According to Edwards, people who have lied on their application forms will effectively get away with it. He says: “I do not think a non-contestability clause will increase the number of people being fraudulent but it would mean that those people are more likely to get away with it and is that fair on the people who have disclosed?”
RGA head of business development Jason Hurley believes that if insurers cannot decline claims, they will be fussier in choosing who they put on their books and more limited in the illnesses they cover.
Aegon Scottish Equitable head of underwriting Matt Rann predicts that insurers would clamp down on the underwriting process and raise premiums. He expects that more people would have to obtain a general practitioner’s report before being accepted whereas currently only customers taking out policies worth more than 300,000 are required to obtain a GPR.
Rann suggests that non-contestability clauses could mean that GPRs are automatically required for any policies over 100,000, dramatically slowing down a process which is already criticised for being slow.
While more consumers might initially be encouraged to buy insurance, Rann suggests that slower underwriting would eventually deter people from taking out policies and potentially increase the protection gap. He also says intermediaries would have to wait longer to receive commission, affecting their cashflow.
Another issue worrying providers is that people with health problems would take a gamble on surviving the first few years of a policy and claim as soon as the non-contestability period kicks in.
Rann says: “Non-contestability could lead to customers betting against the insurance company. The industry might need to review critical-illness cover full stop and the price of premiums would have to go up to offset that.”
But Kirwan claims a non-contestability clause would stop the churning of protection products. He says: “If you are an adviser and you rebroke a policy, it gets the clock ticking for the customer again. Policies will remain in force longer, improving the profitability of contracts and offsetting claims.”
The Law Commission report suggests introducing a three-year non-contestability period but the industry is debating whether a longer period, possibly five years, might work better.
Kirwan says insurers and reinsurers may not clamp down on underwriting so severely if the non-contestability period is longer.
Rann says: “The period is what the industry needs to get its head round. We need a balance between what the customer wants and the impact on the industry. Five years might be acceptable as many companies do not really look for non-disclosure after five years, so the impacts might not be as dramatic.”

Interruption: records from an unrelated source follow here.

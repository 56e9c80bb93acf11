//! Shallow JavaScript scanner for directive values.
//!
//! Finds the structural split points the expression grammar cannot see on its
//! own: the top-level `|` of a filter chain and the `in`/`of` keyword of a
//! `v-for` value. Strings, template literals, comments and regex literals are
//! skipped as single tokens so that their contents never split anything.

use logos::Logos;
use source_map::Span;

#[derive(Debug, Clone, Copy, PartialEq, Eq, Hash, Logos, Default)]
pub enum JsTokenKind {
    #[regex(r"[ \t\r\n\f]+")]
    Whitespace,

    #[regex(r"//[^\n]*", allow_greedy = true)]
    LineComment,

    #[regex(r"/\*([^*]|\*+[^*/])*\*+/")]
    BlockComment,

    #[regex(r#""([^"\\\n]|\\[^\n])*""#)]
    #[regex(r"'([^'\\\n]|\\[^\n])*'")]
    String,

    #[regex(r"`([^`\\]|\\[^\n]|\\\n)*`")]
    Template,

    /// A regex literal; produced by the scanner, never by the lexer.
    Regex,

    #[token("||")]
    OrOr,

    #[token("|")]
    Pipe,

    #[token("(")]
    LParen,

    #[token(")")]
    RParen,

    #[token("[")]
    LBracket,

    #[token("]")]
    RBracket,

    #[token("{")]
    LBrace,

    #[token("}")]
    RBrace,

    #[token("/")]
    Slash,

    #[regex(r"[A-Za-z_$][A-Za-z0-9_$]*")]
    Ident,

    #[regex(r"[0-9][0-9A-Za-z_.]*")]
    Number,

    /// Any other punctuation or character.
    #[default]
    Other,
}

impl JsTokenKind {
    fn is_trivia(self) -> bool {
        matches!(
            self,
            JsTokenKind::Whitespace | JsTokenKind::LineComment | JsTokenKind::BlockComment
        )
    }

    fn opens(self) -> bool {
        matches!(
            self,
            JsTokenKind::LParen | JsTokenKind::LBracket | JsTokenKind::LBrace
        )
    }

    fn closes(self) -> bool {
        matches!(
            self,
            JsTokenKind::RParen | JsTokenKind::RBracket | JsTokenKind::RBrace
        )
    }
}

#[derive(Debug, Clone, Copy, PartialEq, Eq)]
pub struct JsToken {
    pub kind: JsTokenKind,
    /// Byte range within the scanned code.
    pub span: Span,
}

/// Determines if a `/` after `prev` starts a regex literal rather than a
/// division.
fn could_start_regex(prev: Option<JsTokenKind>) -> bool {
    !matches!(
        prev,
        Some(
            JsTokenKind::Ident
                | JsTokenKind::Number
                | JsTokenKind::String
                | JsTokenKind::Template
                | JsTokenKind::Regex
                | JsTokenKind::RParen
                | JsTokenKind::RBracket
                | JsTokenKind::RBrace
        )
    )
}

/// Length of the regex literal body and flags following an opening `/`, or
/// `None` if the literal is unterminated on its line.
fn regex_literal_len(rest: &str) -> Option<usize> {
    let mut in_char_class = false;
    let mut escaped = false;
    for (i, c) in rest.char_indices() {
        if escaped {
            escaped = false;
            continue;
        }
        match c {
            '\\' => escaped = true,
            '[' => in_char_class = true,
            ']' => in_char_class = false,
            '/' if !in_char_class => {
                let flags = rest[i + 1..]
                    .bytes()
                    .take_while(|b| b.is_ascii_alphabetic())
                    .count();
                return Some(i + 1 + flags);
            }
            '\n' => return None,
            _ => {}
        }
    }
    None
}

/// Tokenizes a JavaScript fragment.
pub struct JsScanner<'src> {
    inner: logos::Lexer<'src, JsTokenKind>,
    prev: Option<JsTokenKind>,
}

impl<'src> JsScanner<'src> {
    pub fn new(code: &'src str) -> Self {
        Self {
            inner: JsTokenKind::lexer(code),
            prev: None,
        }
    }
}

impl Iterator for JsScanner<'_> {
    type Item = JsToken;

    fn next(&mut self) -> Option<JsToken> {
        let mut kind = self.inner.next()?.unwrap_or(JsTokenKind::Other);
        if kind == JsTokenKind::Slash && could_start_regex(self.prev) {
            if let Some(len) = regex_literal_len(self.inner.remainder()) {
                self.inner.bump(len);
                kind = JsTokenKind::Regex;
            }
        }
        if !kind.is_trivia() {
            self.prev = Some(kind);
        }
        let span = self.inner.span();
        Some(JsToken {
            kind,
            span: Span::from_usize(span.start, span.end),
        })
    }
}

/// Splits a filter chain on top-level `|`.
///
/// Returns the byte spans of the expression followed by each filter; a
/// single span means there is no filter.
pub fn split_filters(code: &str) -> Vec<Span> {
    let mut parts = Vec::new();
    let mut depth = 0usize;
    let mut start = 0usize;

    for token in JsScanner::new(code) {
        match token.kind {
            kind if kind.opens() => depth += 1,
            kind if kind.closes() => depth = depth.saturating_sub(1),
            JsTokenKind::Pipe if depth == 0 => {
                parts.push(Span::from_usize(start, token.span.lo()));
                start = token.span.hi();
            }
            _ => {}
        }
    }
    parts.push(Span::from_usize(start, code.len()));
    parts
}

/// Finds the `in` or `of` keyword of a `v-for` value.
///
/// The keyword must be at bracket depth zero and follow whitespace or a `)`.
pub fn find_for_separator(code: &str) -> Option<Span> {
    let mut depth = 0usize;
    let mut prev: Option<JsTokenKind> = None;
    for token in JsScanner::new(code) {
        match token.kind {
            kind if kind.opens() => depth += 1,
            kind if kind.closes() => depth = depth.saturating_sub(1),
            JsTokenKind::Ident
                if depth == 0
                    && matches!(&code[token.span.lo()..token.span.hi()], "in" | "of")
                    && matches!(prev, Some(JsTokenKind::Whitespace | JsTokenKind::RParen)) =>
            {
                return Some(token.span);
            }
            _ => {}
        }
        prev = Some(token.kind);
    }
    None
}

#[cfg(test)]
mod tests {
    use super::*;
    use pretty_assertions::assert_eq;

    fn parts(code: &str) -> Vec<&str> {
        split_filters(code)
            .into_iter()
            .map(|span| &code[span.lo()..span.hi()])
            .collect()
    }

    #[test]
    fn test_split_filters() {
        assert_eq!(parts("a | b | c(1)"), vec!["a ", " b ", " c(1)"]);
        assert_eq!(parts("a || b"), vec!["a || b"]);
        assert_eq!(parts("f(a | b) | g"), vec!["f(a | b) ", " g"]);
    }

    #[test]
    fn test_split_skips_literals() {
        assert_eq!(parts("'a|b' | f"), vec!["'a|b' ", " f"]);
        assert_eq!(parts("`x|${y}` | f"), vec!["`x|${y}` ", " f"]);
        assert_eq!(parts("/a|b/g.test(x) | f"), vec!["/a|b/g.test(x) ", " f"]);
        assert_eq!(parts("a / b | f"), vec!["a / b ", " f"]);
    }

    #[test]
    fn test_for_separator() {
        let code = "(item, index) in items";
        let span = find_for_separator(code).unwrap();
        assert_eq!(&code[span.lo()..span.hi()], "in");
        assert_eq!(span.lo(), 14);

        assert_eq!(find_for_separator("x of xs").map(|s| s.lo()), Some(2));
        assert_eq!(find_for_separator("(a)in b").map(|s| s.lo()), Some(3));
        assert_eq!(find_for_separator("index in list").map(|s| s.lo()), Some(6));
        assert_eq!(find_for_separator("{ in: x } in list").map(|s| s.lo()), Some(10));
        assert_eq!(find_for_separator("items"), None);
    }
}
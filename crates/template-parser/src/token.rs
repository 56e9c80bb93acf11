//! Low-level tokens produced by the tokenizer.

use source_map::{SourceLocation, Span};

/// A committed token.
///
/// `value` is the processed text: character references decoded, `\r\n`
/// collapsed, quotes stripped from attribute values. `span` always covers the
/// raw source bytes.
#[derive(Debug, Clone, PartialEq, Eq)]
#[cfg_attr(feature = "serde", derive(serde::Serialize))]
pub struct Token {
    /// The kind of token.
    pub kind: TokenKind,
    /// The processed value.
    pub value: String,
    /// The host span of the raw token text.
    pub span: Span,
    /// The host line/column location.
    pub loc: SourceLocation,
}

/// Lexical token kinds.
#[derive(Debug, Clone, Copy, PartialEq, Eq, Hash)]
#[cfg_attr(feature = "serde", derive(serde::Serialize))]
pub enum TokenKind {
    /// `=` between an attribute name and its value.
    Association,
    /// `<?...>` or `<!...>` that is not a real comment.
    BogusComment,
    /// Content of `<![CDATA[...]]>` in foreign content.
    CDataText,
    /// `<!--...-->`, value is the comment body.
    Comment,
    /// `</name`, value is the raw name.
    EndTagOpen,
    /// An attribute name.
    Identifier,
    /// An attribute value, without quotes.
    Literal,
    /// Text inside an RCDATA element (`textarea`, `title`).
    RcDataText,
    /// Text inside a raw text element (`script`, `style`, ...).
    RawText,
    /// `/>`
    SelfClosingTagClose,
    /// `>`
    TagClose,
    /// `<name`, value is the raw name.
    TagOpen,
    /// Character data.
    Text,
    /// A run of whitespace.
    Whitespace,
    /// `{{`
    InterpolationStart,
    /// `}}`
    InterpolationEnd,
}

impl TokenKind {
    /// The token type name exposed to tree consumers.
    pub fn name(&self) -> &'static str {
        match self {
            TokenKind::Association => "HTMLAssociation",
            TokenKind::BogusComment => "HTMLBogusComment",
            TokenKind::CDataText => "HTMLCDataText",
            TokenKind::Comment => "HTMLComment",
            TokenKind::EndTagOpen => "HTMLEndTagOpen",
            TokenKind::Identifier => "HTMLIdentifier",
            TokenKind::Literal => "HTMLLiteral",
            TokenKind::RcDataText => "HTMLRCDataText",
            TokenKind::RawText => "HTMLRawText",
            TokenKind::SelfClosingTagClose => "HTMLSelfClosingTagClose",
            TokenKind::TagClose => "HTMLTagClose",
            TokenKind::TagOpen => "HTMLTagOpen",
            TokenKind::Text => "HTMLText",
            TokenKind::Whitespace => "HTMLWhitespace",
            TokenKind::InterpolationStart => "VExpressionStart",
            TokenKind::InterpolationEnd => "VExpressionEnd",
        }
    }

    /// Returns true for tokens that carry character data.
    pub fn is_text(&self) -> bool {
        matches!(
            self,
            TokenKind::Text
                | TokenKind::Whitespace
                | TokenKind::RcDataText
                | TokenKind::RawText
                | TokenKind::CDataText
        )
    }

    /// Returns true for comment tokens.
    pub fn is_comment(&self) -> bool {
        matches!(self, TokenKind::Comment | TokenKind::BogusComment)
    }
}
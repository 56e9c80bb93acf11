//! Span and byte offset types for source positions.

use text_size::{TextRange, TextSize};

/// A byte offset into the host file.
pub type ByteOffset = TextSize;

/// A half-open byte range `[start, end)` in host-file coordinates.
#[derive(Debug, Clone, Copy, PartialEq, Eq, Hash, Default)]
#[cfg_attr(feature = "serde", derive(serde::Serialize, serde::Deserialize))]
pub struct Span {
    /// The start byte offset (inclusive).
    pub start: ByteOffset,
    /// The end byte offset (exclusive).
    pub end: ByteOffset,
}

impl Span {
    /// Creates a new span from start and end byte offsets.
    #[inline]
    pub fn new(start: impl Into<ByteOffset>, end: impl Into<ByteOffset>) -> Self {
        Self {
            start: start.into(),
            end: end.into(),
        }
    }

    /// Creates a span from `usize` offsets.
    ///
    /// Template texts are bounded by `u32::MAX` bytes, which `LineIndex::new`
    /// asserts once per template.
    #[inline]
    pub fn from_usize(start: usize, end: usize) -> Self {
        Self::new(start as u32, end as u32)
    }

    /// Creates an empty span at the given offset.
    #[inline]
    pub fn empty(offset: impl Into<ByteOffset>) -> Self {
        let offset = offset.into();
        Self {
            start: offset,
            end: offset,
        }
    }

    /// Start offset as `usize`.
    #[inline]
    pub fn lo(&self) -> usize {
        u32::from(self.start) as usize
    }

    /// End offset as `usize`.
    #[inline]
    pub fn hi(&self) -> usize {
        u32::from(self.end) as usize
    }

    /// Returns the length of this span in bytes.
    #[inline]
    pub fn len(&self) -> TextSize {
        self.end - self.start
    }

    /// Returns true if this span is empty.
    #[inline]
    pub fn is_empty(&self) -> bool {
        self.start == self.end
    }

    /// Returns true if this span contains the given offset.
    #[inline]
    pub fn contains(&self, offset: ByteOffset) -> bool {
        self.start <= offset && offset < self.end
    }

    /// Returns true if this span contains the given span entirely.
    #[inline]
    pub fn contains_span(&self, other: Span) -> bool {
        self.start <= other.start && other.end <= self.end
    }

    /// Returns a span covering both this span and another.
    #[inline]
    pub fn cover(self, other: Span) -> Span {
        Span {
            start: std::cmp::min(self.start, other.start),
            end: std::cmp::max(self.end, other.end),
        }
    }

    /// Returns this span with its end moved to `end`.
    #[inline]
    pub fn with_end(self, end: ByteOffset) -> Span {
        Span {
            start: self.start,
            end,
        }
    }

    /// Returns the text this span covers, given the host text it points into
    /// and the host offset at which `text` begins.
    pub fn slice<'a>(&self, text: &'a str, text_offset: ByteOffset) -> &'a str {
        let base = u32::from(text_offset) as usize;
        let lo = self.lo().saturating_sub(base).min(text.len());
        let hi = self.hi().saturating_sub(base).clamp(lo, text.len());
        text.get(lo..hi).unwrap_or_default()
    }

    /// Converts this span to a `TextRange`.
    #[inline]
    pub fn to_range(self) -> TextRange {
        TextRange::new(self.start, self.end)
    }
}

impl From<TextRange> for Span {
    fn from(range: TextRange) -> Self {
        Self {
            start: range.start(),
            end: range.end(),
        }
    }
}

impl From<Span> for TextRange {
    fn from(span: Span) -> Self {
        TextRange::new(span.start, span.end)
    }
}

#[cfg(test)]
mod tests {
    use super::*;

    #[test]
    fn test_span_contains() {
        let span = Span::new(5u32, 15u32);
        assert!(!span.contains(TextSize::from(4)));
        assert!(span.contains(TextSize::from(5)));
        assert!(!span.contains(TextSize::from(15)));
        assert!(span.contains_span(Span::new(6u32, 15u32)));
        assert!(!span.contains_span(Span::new(4u32, 10u32)));
    }

    #[test]
    fn test_span_cover() {
        let covered = Span::new(5u32, 10u32).cover(Span::new(8u32, 20u32));
        assert_eq!(covered, Span::new(5u32, 20u32));
    }

    #[test]
    fn test_span_slice_with_host_offset() {
        // The template text starts at host offset 100.
        let text = "<div>hi</div>";
        let span = Span::new(105u32, 107u32);
        assert_eq!(span.slice(text, TextSize::from(100)), "hi");
    }

    #[test]
    fn test_span_slice_out_of_range_is_empty() {
        let span = Span::new(50u32, 60u32);
        assert_eq!(span.slice("abc", TextSize::from(0)), "");
    }
}
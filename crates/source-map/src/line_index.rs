//! Line index for offset to line/column conversion.

use text_size::TextSize;

/// A line and column position (both 0-indexed, column in bytes).
#[derive(Debug, Clone, Copy, PartialEq, Eq, Hash, Default)]
#[cfg_attr(feature = "serde", derive(serde::Serialize, serde::Deserialize))]
pub struct LineCol {
    /// 0-indexed line number.
    pub line: u32,
    /// 0-indexed column (byte offset within the line).
    pub col: u32,
}

impl LineCol {
    /// Creates a new line/column position.
    #[inline]
    pub fn new(line: u32, col: u32) -> Self {
        Self { line, col }
    }
}

/// Sorted line-start offsets of a text.
///
/// A line ends at `\n`, or at a `\r` that is not followed by `\n`, matching
/// the newline normalization the template tokenizer applies.
#[derive(Debug, Clone)]
pub struct LineIndex {
    /// `line_starts[i]` is the offset where line `i` begins.
    line_starts: Vec<TextSize>,
    len: TextSize,
}

impl LineIndex {
    /// Creates a new line index from text.
    pub fn new(text: &str) -> Self {
        assert!(
            u32::try_from(text.len()).is_ok(),
            "template text exceeds 4 GiB"
        );
        let bytes = text.as_bytes();
        let mut line_starts = vec![TextSize::from(0)];

        for (offset, &b) in bytes.iter().enumerate() {
            let terminates = match b {
                b'\n' => true,
                b'\r' => bytes.get(offset + 1) != Some(&b'\n'),
                _ => false,
            };
            if terminates {
                line_starts.push(TextSize::from((offset + 1) as u32));
            }
        }

        Self {
            line_starts,
            len: TextSize::from(text.len() as u32),
        }
    }

    /// Returns the number of lines in the text.
    #[inline]
    pub fn line_count(&self) -> usize {
        self.line_starts.len()
    }

    /// Converts an offset to a line/column position.
    ///
    /// Offsets past the end clamp to the end of the text.
    pub fn line_col(&self, offset: TextSize) -> LineCol {
        let offset = offset.min(self.len);
        let line = match self.line_starts.binary_search(&offset) {
            Ok(line) => line,
            Err(line) => line.saturating_sub(1),
        };
        let col = u32::from(offset) - u32::from(self.line_starts[line]);
        LineCol {
            line: line as u32,
            col,
        }
    }

    /// Converts a line/column position back to an offset.
    ///
    /// Returns `None` if the line is out of bounds.
    pub fn offset(&self, line_col: LineCol) -> Option<TextSize> {
        let line_start = self.line_starts.get(line_col.line as usize)?;
        Some(*line_start + TextSize::from(line_col.col))
    }

    /// Returns the offset where a line starts.
    pub fn line_start(&self, line: u32) -> Option<TextSize> {
        self.line_starts.get(line as usize).copied()
    }
}
impl<'a> TemplateParser<'a> {
    pub(crate) fn new(text: &'a str, options: &'a ParseOptions) -> Self {
        let locator = Rc::new(Locator::new(text, options.origin));
        let tokenizer = Tokenizer::new(text, Rc::clone(&locator)).with_trace(options.trace);
        let span = locator.full_span();
        let ast = Ast::new(span, locator.location(span));
        Self {
            text,
            options,
            locator,
            tokens: IntermediateTokenizer::new(tokenizer),
            ast,
            stack: Vec::new(),
            v_pre: None,
            directives: Vec::new(),
            mustaches: Vec::new(),
            errors: Vec::new(),
        }
    }

    pub(crate) fn parse(mut self) -> ParseResult {
        while let Some(token) = self.tokens.next_token() {
            if self.options.trace {
                log::trace!("tree builder: {} open, token at {:?}", self.stack.len(), token.span());
            }
            match token {
                IntermediateToken::StartTag(tag) => self.on_start_tag(tag),
                IntermediateToken::EndTag(tag) => self.on_end_tag(tag),
                IntermediateToken::Text(text) => self.on_text(text),
                IntermediateToken::Mustache(mustache) => self.on_mustache(mustache),
            }
        }
        while let Some(id) = self.stack.pop() {
            self.close_element(id);
        }
        self.update_root_span();

        let TemplateParser {
            text,
            options,
            locator,
            tokens,
            mut ast,
            directives,
            mustaches,
            errors: tree_errors,
            ..
        } = self;

        let (tokens, comments, gaps, mut errors) = tokens.finish();
        errors.extend(tree_errors);

        let calc = LocationCalculator::new(locator, Rc::from(gaps));
        let ctx = DirectiveContext {
            text,
            calc: &calc,
            lang: options.script_lang,
            filters: options.filters,
        };
        convert_directives(&mut ast, &directives, &ctx, &mut errors);
        parse_mustaches(&mut ast, mustaches, &ctx, &mut errors);
        resolve_references(&mut ast);

        errors.sort_by_key(|e| e.index);
        ParseResult {
            ast,
            tokens,
            comments,
            errors,
        }
    }

    fn current(&self) -> NodeId {
        self.stack.last().copied().unwrap_or_else(|| self.ast.root())
    }

    fn current_element(&self) -> Option<&VElement> {
        self.stack.last().and_then(|&id| self.ast.element(id))
    }

    fn current_namespace(&self) -> Namespace {
        self.current_element()
            .map_or(Namespace::Html, |element| element.namespace)
    }

    fn report(&mut self, kind: ParseErrorKind, offset: ByteOffset) {
        let position = self.locator.position(offset);
        self.errors.push(ParseError::new(kind, offset, position));
    }

    fn on_start_tag(&mut self, tag: StartTagToken) {
        let lower = tag.raw_name.to_ascii_lowercase();
        self.close_implied(&lower);

        let parent = self.current();
        let namespace = self.detect_namespace(&lower, &tag);
        let name = adjust_element_name(&tag.raw_name, namespace);
        let attributes: Vec<VAttribute> = tag
            .attributes
            .iter()
            .map(|attr| VAttribute::Attribute(self.plain_attribute(attr, namespace)))
            .collect();
        self.check_namespace_attributes(&attributes, namespace);

        let is_void = namespace == Namespace::Html && VOID_ELEMENTS.contains(&name.as_str());
        let element = VElement {
            name,
            raw_name: tag.raw_name,
            namespace,
            start_tag: VStartTag {
                self_closing: tag.self_closing,
                attributes,
                span: tag.span,
                loc: tag.loc,
            },
            end_tag: None,
            children: Vec::new(),
            variables: Vec::new(),
        };
        let id = self
            .ast
            .append(parent, Node::new(NodeKind::Element(element), tag.span, tag.loc));
        self.schedule_directives(id);

        if tag.self_closing || is_void {
            self.close_element(id);
            return;
        }

        self.stack.push(id);
        self.tokens.tokenizer_mut().set_namespace(namespace);
        if namespace == Namespace::Html {
            if RAW_TEXT_ELEMENTS.contains(&lower.as_str()) {
                self.tokens.tokenizer_mut().set_state(State::RawText);
            } else if RCDATA_ELEMENTS.contains(&lower.as_str()) {
                self.tokens.tokenizer_mut().set_state(State::RcData);
            }
        }
    }

    /// Closes the current element if the start tag `name` implies its end.
    fn close_implied(&mut self, name: &str) {
        let Some(element) = self.current_element() else {
            return;
        };
        if element.namespace != Namespace::Html {
            return;
        }
        let current = element.name.as_str();
        let implied = (current == "p" && NON_PHRASING_ELEMENTS.contains(&name))
            || (current == name && CAN_BE_LEFT_OPEN.contains(&name))
            || (is_dt_or_dd(name) && is_dt_or_dd(current));
        if implied {
            if let Some(id) = self.stack.pop() {
                self.close_element(id);
                self.sync_namespace();
            }
        }
    }

    fn detect_namespace(&self, name: &str, tag: &StartTagToken) -> Namespace {
        let mut namespace = self.current_namespace();

        if namespace.is_foreign() {
            if let Some(parent) = self.current_element() {
                if parent.namespace == Namespace::MathMl
                    && parent.name == "annotation-xml"
                    && name == "svg"
                {
                    return Namespace::Svg;
                }
                if is_html_integration_point(parent)
                    || (is_mathml_text_integration_point(parent)
                        && name != "mglyph"
                        && name != "malignmark")
                {
                    namespace = Namespace::Html;
                }
            }
        }

        if namespace == Namespace::Html {
            match name {
                "svg" => return Namespace::Svg,
                "math" => return Namespace::MathMl,
                _ => {}
            }
        }

        if name == "template" {
            let declared = tag
                .attributes
                .iter()
                .find(|attr| attr.key.value.eq_ignore_ascii_case("xmlns"))
                .and_then(|attr| attr.value.as_ref())
                .and_then(|value| Namespace::from_uri(&value.value));
            if let Some(ns @ (Namespace::Html | Namespace::Svg | Namespace::MathMl)) = declared {
                return ns;
            }
        }

        namespace
    }

    fn plain_attribute(&self, attr: &AttributeToken, namespace: Namespace) -> VPlainAttribute {
        VPlainAttribute {
            key: VIdentifier {
                name: adjust_attribute_name(&attr.key.value, namespace),
                raw_name: attr.key.value.clone(),
                span: attr.key.span,
                loc: attr.key.loc,
            },
            value: attr.value.as_ref().map(|value| VLiteral {
                value: value.value.clone(),
                span: value.span,
                loc: value.loc,
            }),
            span: attr.span,
            loc: attr.loc,
        }
    }

    /// `xmlns` must name the element's namespace and `xmlns:xlink` the XLink
    /// namespace.
    fn check_namespace_attributes(&mut self, attributes: &[VAttribute], namespace: Namespace) {
        for attribute in attributes {
            let VAttribute::Attribute(attr) = attribute else {
                continue;
            };
            let expected = match attr.key.name.as_str() {
                "xmlns" => namespace.uri(),
                "xmlns:xlink" => Namespace::XLink.uri(),
                _ => continue,
            };
            let value = attr.value.as_ref().map_or("", |v| v.value.as_str());
            if value != expected {
                self.report(
                    ParseErrorKind::InvalidNamespace {
                        name: attr.key.name.clone(),
                    },
                    attr.key.span.start,
                );
            }
        }
    }

    /// Records the attributes of `id` that become directives.
    ///
    /// Inside a `v-pre` subtree nothing is converted; on the `v-pre` element
    /// itself only the `v-pre` attribute is.
    fn schedule_directives(&mut self, id: NodeId) {
        if self.v_pre.is_some() {
            return;
        }
        let Some(element) = self.ast.element(id) else {
            return;
        };

        let has_v_pre = element.start_tag.attributes.iter().any(|attribute| {
            matches!(attribute, VAttribute::Attribute(attr) if attr.key.raw_name == "v-pre")
        });
        for (index, attribute) in element.start_tag.attributes.iter().enumerate() {
            let VAttribute::Attribute(attr) = attribute else {
                continue;
            };
            let raw_name = attr.key.raw_name.as_str();
            let scheduled = if has_v_pre {
                raw_name == "v-pre"
            } else {
                directive::is_directive(raw_name, &element.name)
            };
            if scheduled {
                self.directives.push((id, index));
            }
        }

        if has_v_pre {
            log::debug!("v-pre on <{}>, interpolation disabled", element.name);
            self.v_pre = Some(id);
            self.tokens.tokenizer_mut().set_expression_enabled(false);
        }
    }

    fn on_end_tag(&mut self, tag: EndTagToken) {
        let position = self.stack.iter().rposition(|&id| {
            self.ast
                .element(id)
                .is_some_and(|element| element.name.eq_ignore_ascii_case(&tag.raw_name))
        });
        let Some(position) = position else {
            self.report(
                ParseErrorKind::InvalidEndTag {
                    name: tag.raw_name.to_ascii_lowercase(),
                },
                tag.span.start,
            );
            return;
        };

        let target = self.stack[position];
        if let Some(element) = self.ast.element_mut(target) {
            element.end_tag = Some(VEndTag {
                span: tag.span,
                loc: tag.loc,
            });
        }
        while self.stack.len() > position {
            if let Some(id) = self.stack.pop() {
                self.close_element(id);
            }
        }
        self.sync_namespace();
    }

    fn on_text(&mut self, text: TextToken) {
        let parent = self.current();
        self.ast.append(
            parent,
            Node::new(
                NodeKind::Text(VText { value: text.value }),
                text.span,
                text.loc,
            ),
        );
    }

    fn on_mustache(&mut self, mustache: MustacheToken) {
        let parent = self.current();
        let container = VExpressionContainer {
            expression: None,
            references: Vec::new(),
            span: mustache.span,
            loc: mustache.loc,
        };
        let node = self.ast.append(
            parent,
            Node::new(
                NodeKind::ExpressionContainer(container),
                mustache.span,
                mustache.loc,
            ),
        );
        self.mustaches.push(PendingMustache {
            node,
            value: mustache.value,
            start: mustache.start.span.end,
        });
    }

    /// Fixes the end of a closed element: its end tag, else its last child,
    /// else its start tag.
    fn close_element(&mut self, id: NodeId) {
        let end = self.ast.element(id).map(|element| {
            if let Some(end_tag) = &element.end_tag {
                (end_tag.span.end, end_tag.loc.end)
            } else if let Some(&last) = element.children.last() {
                let child = &self.ast[last];
                (child.span.end, child.loc.end)
            } else {
                (element.start_tag.span.end, element.start_tag.loc.end)
            }
        });
        if let Some((offset, position)) = end {
            let node = self.ast.node_mut(id);
            node.span = node.span.with_end(offset);
            node.loc.end = position;
        }

        if self.v_pre == Some(id) {
            self.v_pre = None;
            self.tokens.tokenizer_mut().set_expression_enabled(true);
        }
    }

    fn sync_namespace(&mut self) {
        let namespace = self.current_namespace();
        self.tokens.tokenizer_mut().set_namespace(namespace);
    }

    /// The root spans its first to its last child.
    fn update_root_span(&mut self) {
        let root = self.ast.root();
        let children = self.ast.children(root);
        let span = match (children.first(), children.last()) {
            (Some(&first), Some(&last)) => {
                Span::new(self.ast[first].span.start, self.ast[last].span.end)
            }
            _ => Span::empty(self.locator.host(0)),
        };
        let loc = self.locator.location(span);
        let node = self.ast.node_mut(root);
        node.span = span;
        node.loc = loc;
    }
}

Hurley says that investigations after five years generally only occur if there is a clear case of fraud.
Providers are also concerned that the non-contestability clause might be applied retrospectively, as they would have to pay out on past claims rejected due to non-disclosure.
Kirwan believes that even if retrospection does not occur, there will be a lot of pressure for providers to rebroke policies because customers would prefer a product which offers a non-contestability clause.
He says: “Indirectly, it will trigger rebroking. Companies will be under pressure to apply this retrospectively to keep people on the books.”
Edwards says the industry should concentrate on making application forms clearer and easier to understand as a means of preventing non-disclosure rather than introduce a non-contestability clause. He adds that a set of rules regulating how unrelated non-disclosures are treated would reduce the amount of claims rejected.
Highclere Financial Services partner Alan Lakey says: “The only workable solution is if a company at the outset makes a commercial decision to obtain full medical disclosure or decides that the number of cases it might decline are sufficiently low that it is better to save the money spent investigating fraudulent cases and just pay out.”
Kirwan believes that adopting a non-contestability clause will ensure a more level playing field in the protection industry.
With the Law Commission’s help, the industry may be moving towards a more uniform system which many believe can only be positive.